Gather all lines in the entries below that include the word "HoldingsSnapshot".

▬▬▬▬▬▬▬▬▬▬

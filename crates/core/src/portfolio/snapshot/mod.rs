//! Portfolio snapshot module - holdings replay and per-day state.

pub mod holdings_calculator;
mod holdings_model;
mod snapshot_model;

pub use holdings_calculator::*;
pub use holdings_model::*;
pub use snapshot_model::*;
use chrono::NaiveDate;
use log::debug;
use rust_decimal::Decimal;
use serde::{Deserialize, Serialize};

use crate::activities::Trade;
use crate::errors::CalculatorError;

use super::HoldingsSnapshot;

/// A single acquisition of an instrument with its remaining quantity.
#[derive(Serialize, Deserialize, Debug, Clone, PartialEq, Eq)]
#[serde(rename_all = "camelCase")]
pub struct Lot {
    pub code: String,
    /// Remaining quantity. Reduced by sells, never below zero.
    pub quantity: u64,
    /// Unit price paid when the lot was bought.
    pub acquisition_price: Decimal,
    pub acquisition_date: NaiveDate,
}

impl Lot {
    /// Creates a lot from a buy trade.
    pub fn from_trade(trade: &Trade) -> Self {
        Lot {
            code: trade.code.clone(),
            quantity: trade.quantity,
            acquisition_price: trade.unit_price,
            acquisition_date: trade.date,
        }
    }

    pub fn is_closed(&self) -> bool {
        self.quantity == 0
    }
}

/// The live holdings being mutated during replay.
///
/// Lots are kept in creation order and never removed: a fully sold lot stays
/// with quantity zero.
#[derive(Debug, Clone, Default)]
pub struct HoldingsLedger {
    lots: Vec<Lot>,
    net_invested: Decimal,
}

impl HoldingsLedger {
    pub fn new() -> Self {
        Self::default()
    }

    pub fn lots(&self) -> &[Lot] {
        &self.lots
    }

    /// Cumulative buy notional minus cumulative sell notional.
    pub fn net_invested(&self) -> Decimal {
        self.net_invested
    }

    /// Appends a new lot for a buy trade.
    ///
    /// Fails without touching the holdings if the running net invested amount
    /// would overflow.
    pub fn apply_buy(&mut self, trade: &Trade) -> Result<(), CalculatorError> {
        self.net_invested = trade
            .notional()
            .and_then(|notional| self.net_invested.checked_add(notional))
            .ok_or_else(|| CalculatorError::overflow("buy", &trade.code, trade.date))?;
        self.lots.push(Lot::from_trade(trade));
        Ok(())
    }

    /// Reduces matching lots for a sell trade, oldest lot first.
    ///
    /// Returns the quantity that could not be matched against held lots. That
    /// remainder is discarded; holdings never go negative.
    pub fn apply_sell(&mut self, trade: &Trade) -> Result<u64, CalculatorError> {
        self.net_invested = trade
            .notional()
            .and_then(|notional| self.net_invested.checked_sub(notional))
            .ok_or_else(|| CalculatorError::overflow("sell", &trade.code, trade.date))?;
        Ok(self.reduce(&trade.code, trade.quantity))
    }

    fn reduce(&mut self, code: &str, quantity: u64) -> u64 {
        let mut outstanding = quantity;
        for lot in self.lots.iter_mut().filter(|lot| lot.code == code) {
            if outstanding == 0 {
                break;
            }
            if lot.quantity >= outstanding {
                lot.quantity -= outstanding;
                outstanding = 0;
            } else {
                outstanding -= lot.quantity;
                lot.quantity = 0;
            }
        }
        if outstanding > 0 {
            debug!(
                "Sell of {} {} left {} unmatched against held lots",
                quantity, code, outstanding
            );
        }
        outstanding
    }

    /// Takes an independent copy of the current holdings for `date`.
    pub fn snapshot(&self, date: NaiveDate) -> HoldingsSnapshot {
        HoldingsSnapshot::new(date, self.lots.clone(), self.net_invested)
    }
}
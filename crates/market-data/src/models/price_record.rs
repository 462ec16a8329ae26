use chrono::NaiveDate;
use rust_decimal::Decimal;
use serde::{Deserialize, Serialize};

/// Closing price of one instrument on one trading day.
#[derive(Clone, Debug, PartialEq, Eq, Serialize, Deserialize)]
pub struct PriceRecord {
    /// Trading day of the quote
    pub date: NaiveDate,

    /// Instrument code (ticker), whitespace removed
    pub code: String,

    /// Closing price in currency units
    pub price: Decimal,
}

impl PriceRecord {
    pub fn new(date: NaiveDate, code: impl Into<String>, price: Decimal) -> Self {
        Self {
            date,
            code: code.into(),
            price,
        }
    }
}
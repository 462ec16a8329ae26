use tracing_subscriber::prelude::*;
use tracing_subscriber::{fmt, EnvFilter};

/// Installs the global subscriber. `log` records from the library crates are
/// forwarded to it.
pub fn init_tracing() {
    let log_format = std::env::var("LF_LOG_FORMAT").unwrap_or_else(|_| "text".to_string());
    let filter = EnvFilter::try_from_default_env().unwrap_or_else(|_| EnvFilter::new("info"));
    let registry = tracing_subscriber::registry().with(filter);

    if log_format.eq_ignore_ascii_case("json") {
        registry
            .with(
                fmt::layer()
                    .json()
                    .with_current_span(false)
                    .with_writer(std::io::stderr),
            )
            .init();
    } else {
        registry
            .with(
                fmt::layer()
                    .with_target(true)
                    .with_line_number(true)
                    .with_writer(std::io::stderr),
            )
            .init();
    }
}
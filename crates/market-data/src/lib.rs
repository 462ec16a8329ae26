//! Ledgerfolio Market Data Crate
//!
//! Turns end-of-day market data feeds into [`PriceRecord`]s.
//!
//! # Overview
//!
//! The only supported feed is the B3 historical quotes file (COTAHIST), a
//! fixed-width, line-oriented layout with a header and a trailer record.
//! Prices in the feed are integers in hundredths; records carry them as exact
//! decimals in currency units.
//!
//! # Core Types
//!
//! - [`PriceRecord`] - Closing price of one instrument on one day
//! - [`MarketDataError`] - Ingestion and line-level parse failures

pub mod cotahist;
pub mod errors;
pub mod models;

pub use errors::{MarketDataError, Result};
pub use models::PriceRecord;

▬▬▬▬▬▬▬▬▬▬

* **RESPONSE TO THIS TASK**
use super::HoldingsSnapshot;
    pub fn snapshot(&self, date: NaiveDate) -> HoldingsSnapshot {
        HoldingsSnapshot::new(date, self.lots.clone(), self.net_invested)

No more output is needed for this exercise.